### WHAT THE EXERCISE ASKS
Provide an exact transcription of all the records.

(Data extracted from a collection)
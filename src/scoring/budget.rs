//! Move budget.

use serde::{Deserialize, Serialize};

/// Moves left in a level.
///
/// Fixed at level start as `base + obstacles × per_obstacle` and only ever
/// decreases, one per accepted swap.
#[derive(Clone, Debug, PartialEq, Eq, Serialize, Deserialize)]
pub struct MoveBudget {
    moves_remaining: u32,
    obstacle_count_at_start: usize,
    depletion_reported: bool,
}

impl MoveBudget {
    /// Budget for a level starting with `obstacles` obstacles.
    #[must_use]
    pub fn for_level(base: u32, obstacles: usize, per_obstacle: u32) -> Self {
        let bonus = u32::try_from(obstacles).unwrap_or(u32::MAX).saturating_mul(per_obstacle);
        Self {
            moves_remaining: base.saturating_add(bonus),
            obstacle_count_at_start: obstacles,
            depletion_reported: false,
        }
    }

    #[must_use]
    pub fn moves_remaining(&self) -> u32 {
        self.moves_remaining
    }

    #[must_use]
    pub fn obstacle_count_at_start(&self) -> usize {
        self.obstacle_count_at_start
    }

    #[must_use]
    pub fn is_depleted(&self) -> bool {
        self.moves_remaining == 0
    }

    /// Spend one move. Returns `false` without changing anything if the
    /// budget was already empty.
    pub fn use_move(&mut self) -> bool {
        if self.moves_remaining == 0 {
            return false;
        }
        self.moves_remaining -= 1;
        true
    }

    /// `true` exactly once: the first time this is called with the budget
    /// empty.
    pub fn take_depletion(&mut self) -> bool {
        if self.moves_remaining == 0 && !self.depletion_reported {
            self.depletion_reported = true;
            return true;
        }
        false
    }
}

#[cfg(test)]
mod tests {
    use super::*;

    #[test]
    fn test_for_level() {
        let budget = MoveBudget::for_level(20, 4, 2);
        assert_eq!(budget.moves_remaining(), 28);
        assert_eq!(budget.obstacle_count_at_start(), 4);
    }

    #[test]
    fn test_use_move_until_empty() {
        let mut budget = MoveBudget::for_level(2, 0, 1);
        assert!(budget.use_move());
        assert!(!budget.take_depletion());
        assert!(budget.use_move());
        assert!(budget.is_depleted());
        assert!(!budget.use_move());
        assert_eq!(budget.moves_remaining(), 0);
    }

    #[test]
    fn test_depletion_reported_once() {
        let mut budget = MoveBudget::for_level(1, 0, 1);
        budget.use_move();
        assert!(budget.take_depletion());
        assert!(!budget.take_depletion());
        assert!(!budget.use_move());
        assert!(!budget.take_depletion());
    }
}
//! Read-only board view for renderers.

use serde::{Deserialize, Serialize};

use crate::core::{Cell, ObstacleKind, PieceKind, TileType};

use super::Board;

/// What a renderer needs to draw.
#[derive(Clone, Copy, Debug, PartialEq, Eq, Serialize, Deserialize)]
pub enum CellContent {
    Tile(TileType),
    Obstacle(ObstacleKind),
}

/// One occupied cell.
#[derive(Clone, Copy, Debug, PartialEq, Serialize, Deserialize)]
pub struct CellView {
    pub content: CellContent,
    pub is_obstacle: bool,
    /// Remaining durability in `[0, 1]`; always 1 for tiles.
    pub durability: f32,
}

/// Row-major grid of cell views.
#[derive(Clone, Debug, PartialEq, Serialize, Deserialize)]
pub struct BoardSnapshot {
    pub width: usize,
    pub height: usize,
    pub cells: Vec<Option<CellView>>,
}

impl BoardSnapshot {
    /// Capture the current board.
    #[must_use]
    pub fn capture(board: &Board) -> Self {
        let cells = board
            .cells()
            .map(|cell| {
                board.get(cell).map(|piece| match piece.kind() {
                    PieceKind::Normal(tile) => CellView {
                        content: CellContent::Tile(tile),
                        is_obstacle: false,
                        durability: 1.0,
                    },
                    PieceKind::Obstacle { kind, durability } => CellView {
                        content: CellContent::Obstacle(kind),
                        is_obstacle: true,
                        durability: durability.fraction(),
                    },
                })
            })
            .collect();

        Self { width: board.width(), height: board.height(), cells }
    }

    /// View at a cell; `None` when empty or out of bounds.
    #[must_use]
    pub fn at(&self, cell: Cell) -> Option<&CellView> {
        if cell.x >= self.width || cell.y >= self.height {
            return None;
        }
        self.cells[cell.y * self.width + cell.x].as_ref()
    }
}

### EXERCISE ANSWER
filename src/scoring/budget.rs
//! Move budget.

use serde::{Deserialize, Serialize};

/// Moves left in a level.
///
/// Fixed at level start as `base + obstacles × per_obstacle` and only ever
/// decreases, one per accepted swap.
#[derive(Clone, Debug, PartialEq, Eq, Serialize, Deserialize)]
pub struct MoveBudget {
    moves_remaining: u32,
    obstacle_count_at_start: usize,
    depletion_reported: bool,
}

impl MoveBudget {
    /// Budget for a level starting with `obstacles` obstacles.
    #[must_use]
    pub fn for_level(base: u32, obstacles: usize, per_obstacle: u32) -> Self {
        let bonus = u32::try_from(obstacles).unwrap_or(u32::MAX).saturating_mul(per_obstacle);
        Self {
            moves_remaining: base.saturating_add(bonus),
            obstacle_count_at_start: obstacles,
            depletion_reported: false,
        }
    }

    #[must_use]
    pub fn moves_remaining(&self) -> u32 {
        self.moves_remaining
    }

    #[must_use]
    pub fn obstacle_count_at_start(&self) -> usize {
        self.obstacle_count_at_start
    }

    #[must_use]
    pub fn is_depleted(&self) -> bool {
        self.moves_remaining == 0
    }

    /// Spend one move. Returns `false` without changing anything if the
    /// budget was already empty.
    pub fn use_move(&mut self) -> bool {
        if self.moves_remaining == 0 {
            return false;
        }
        self.moves_remaining -= 1;
        true
    }

    /// `true` exactly once: the first time this is called with the budget
    /// empty.
    pub fn take_depletion(&mut self) -> bool {
        if self.moves_remaining == 0 && !self.depletion_reported {
            self.depletion_reported = true;
            return true;
        }
        false
    }
}

#[cfg(test)]
mod tests {
    use super::*;

    #[test]
    fn test_for_level() {
        let budget = MoveBudget::for_level(20, 4, 2);
        assert_eq!(budget.moves_remaining(), 28);
        assert_eq!(budget.obstacle_count_at_start(), 4);
    }

    #[test]
    fn test_use_move_until_empty() {
        let mut budget = MoveBudget::for_level(2, 0, 1);
        assert!(budget.use_move());
        assert!(!budget.take_depletion());
        assert!(budget.use_move());
        assert!(budget.is_depleted());
        assert!(!budget.use_move());
        assert_eq!(budget.moves_remaining(), 0);
    }

    #[test]
    fn test_depletion_reported_once() {
        let mut budget = MoveBudget::for_level(1, 0, 1);
        budget.use_move();
        assert!(budget.take_depletion());
        assert!(!budget.take_depletion());
        assert!(!budget.use_move());
        assert!(!budget.take_depletion());
    }
}
//! Read-only board view for renderers.

use serde::{Deserialize, Serialize};

use crate::core::{Cell, ObstacleKind, PieceKind, TileType};

use super::Board;

/// What a renderer needs to draw.
#[derive(Clone, Copy, Debug, PartialEq, Eq, Serialize, Deserialize)]
pub enum CellContent {
    Tile(TileType),
    Obstacle(ObstacleKind),
}

/// One occupied cell.
#[derive(Clone, Copy, Debug, PartialEq, Serialize, Deserialize)]
pub struct CellView {
    pub content: CellContent,
    pub is_obstacle: bool,
    /// Remaining durability in `[0, 1]`; always 1 for tiles.
    pub durability: f32,
}

/// Row-major grid of cell views.
#[derive(Clone, Debug, PartialEq, Serialize, Deserialize)]
pub struct BoardSnapshot {
    pub width: usize,
    pub height: usize,
    pub cells: Vec<Option<CellView>>,
}

impl BoardSnapshot {
    /// Capture the current board.
    #[must_use]
    pub fn capture(board: &Board) -> Self {
        let cells = board
            .cells()
            .map(|cell| {
                board.get(cell).map(|piece| match piece.kind() {
                    PieceKind::Normal(tile) => CellView {
                        content: CellContent::Tile(tile),
                        is_obstacle: false,
                        durability: 1.0,
                    },
                    PieceKind::Obstacle { kind, durability } => CellView {
                        content: CellContent::Obstacle(kind),
                        is_obstacle: true,
                        durability: durability.fraction(),
                    },
                })
            })
            .collect();

        Self { width: board.width(), height: board.height(), cells }
    }

    /// View at a cell; `None` when empty or out of bounds.
    #[must_use]
    pub fn at(&self, cell: Cell) -> Option<&CellView> {
        if cell.x >= self.width || cell.y >= self.height {
            return None;
        }
        self.cells[cell.y * self.width + cell.x].as_ref()
    }
}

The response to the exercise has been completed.